How to Make Steak Quesadillas:
See the recipe card at the bottom of this post for the full recipe.
- Prepare the marinade:
- Combine all ingredients of the marinade (lime juice, olive oil, worcestershire sauce, salt, onion powder, paprika, chili powder, garlic powder, cumin, and black pepper). Trim excess fat from the steaks if desired and place in a zip bag with the marinade. Marinate in fridge for at least 6 hours before cooking (preferably overnight).
- Cook the steak:
- When ready to cook, remove the steak from the bag and discard the rest of the marinade (shake off excess but do not pat the steaks dry). Grill steak to desired doneness, or cook in a cast iron pan with a swirl of oil. I cook in mine in a cast iron pan over high heat, turning every few minutes, until an internal temp of 135°F, about 8-10 minutes. (Note, the marinade may cause some additional charring on the outside, but this contributes to the flavor and isn't noticeable after slicing)

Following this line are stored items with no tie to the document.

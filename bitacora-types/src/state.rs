//! User-selectable pipeline state: which series, which window, which lens.

use std::collections::BTreeSet;
use std::fmt;
use std::str::FromStr;

use serde::{Deserialize, Serialize};

use crate::error::BitacoraError;
use crate::series::SeriesKey;

/// Display lens applied to every plotted series.
#[derive(Debug, Clone, Copy, PartialEq, Eq, Hash, Default, Serialize, Deserialize)]
pub enum DisplayMode {
    /// Absolute values as observed.
    Real,
    /// Rebased so the first point of the window equals 100.
    #[default]
    Base100,
    /// Percentage change since the first point of the window.
    DeltaPct,
}

impl DisplayMode {
    /// Short label used by controls and axis captions.
    #[must_use]
    pub const fn label(self) -> &'static str {
        match self {
            Self::Real => "real",
            Self::Base100 => "base100",
            Self::DeltaPct => "delta",
        }
    }

    /// Returns true for lenses that rescale against a base value.
    #[must_use]
    pub const fn is_relative(self) -> bool {
        !matches!(self, Self::Real)
    }
}

impl fmt::Display for DisplayMode {
    fn fmt(&self, f: &mut fmt::Formatter<'_>) -> fmt::Result {
        f.write_str(self.label())
    }
}

impl FromStr for DisplayMode {
    type Err = BitacoraError;

    fn from_str(s: &str) -> Result<Self, Self::Err> {
        match s.trim().to_ascii_lowercase().as_str() {
            "real" => Ok(Self::Real),
            "base100" | "base 100" => Ok(Self::Base100),
            "delta" | "deltapct" | "delta%" => Ok(Self::DeltaPct),
            other => Err(BitacoraError::InvalidArg(format!(
                "unknown display mode '{other}'"
            ))),
        }
    }
}

/// Trailing window selector.
#[derive(Debug, Clone, Copy, PartialEq, Eq, Hash, Default, Serialize, Deserialize)]
pub enum PeriodToken {
    /// One calendar month.
    M1,
    /// Three calendar months.
    M3,
    /// Six calendar months.
    M6,
    /// Since January 1 of the current year.
    #[default]
    Ytd,
    /// One calendar year.
    Y1,
    /// The configured long horizon (15 years by default).
    All,
}

impl PeriodToken {
    /// Every token, in control order.
    pub const ALL_TOKENS: [Self; 6] = [Self::M1, Self::M3, Self::M6, Self::Ytd, Self::Y1, Self::All];

    /// Label as shown on period controls.
    #[must_use]
    pub const fn label(self) -> &'static str {
        match self {
            Self::M1 => "1M",
            Self::M3 => "3M",
            Self::M6 => "6M",
            Self::Ytd => "YTD",
            Self::Y1 => "1Y",
            Self::All => "All",
        }
    }

    /// Trailing calendar months for fixed-length tokens; `None` for YTD and All.
    #[must_use]
    pub const fn months(self) -> Option<u32> {
        match self {
            Self::M1 => Some(1),
            Self::M3 => Some(3),
            Self::M6 => Some(6),
            Self::Y1 => Some(12),
            Self::Ytd | Self::All => None,
        }
    }
}

impl fmt::Display for PeriodToken {
    fn fmt(&self, f: &mut fmt::Formatter<'_>) -> fmt::Result {
        f.write_str(self.label())
    }
}

impl FromStr for PeriodToken {
    type Err = BitacoraError;

    fn from_str(s: &str) -> Result<Self, Self::Err> {
        let t = s.trim();
        Self::ALL_TOKENS
            .into_iter()
            .find(|p| p.label().eq_ignore_ascii_case(t))
            .ok_or_else(|| BitacoraError::InvalidArg(format!("unknown period '{t}'")))
    }
}

/// The only mutable state driving recomputation.
#[derive(Debug, Clone, PartialEq, Eq, Default)]
pub struct PipelineState {
    /// Series currently shown.
    pub active: BTreeSet<SeriesKey>,
    /// Trailing window.
    pub period: PeriodToken,
    /// Display lens.
    pub mode: DisplayMode,
}

impl PipelineState {
    /// Build a state with the given active keys.
    pub fn new<I>(active: I, period: PeriodToken, mode: DisplayMode) -> Self
    where
        I: IntoIterator<Item = SeriesKey>,
    {
        Self {
            active: active.into_iter().collect(),
            period,
            mode,
        }
    }

    /// Returns true if `key` is active.
    #[must_use]
    pub fn is_active(&self, key: SeriesKey) -> bool {
        self.active.contains(&key)
    }
}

- Let the steak rest for a few minutes, then slice into bite-sized pieces as pictured. Toss the steak in the juices after cutting.
- Make the Quesadillas:
- As the steak cooks, warm a little oil in a pan over medium heat. Once hot, add the diced peppers and onions and cook, stirring occasionally, until wilted and just beginning to char, about 5 minutes. Season with a little bit of salt and black pepper if desired as they cook. Remove from heat.
- Divide the prepared steak, onions & peppers, and cheese into four portions, one for each quesadilla. Prepare each quesadilla by layering half of the tortilla with about half the shredded cheese, then onions & peppers, then the steak in a single layer, then the rest of the cheese. Fold the tortilla over. (Onion and pepper mixture may be a little bit more than you want to use)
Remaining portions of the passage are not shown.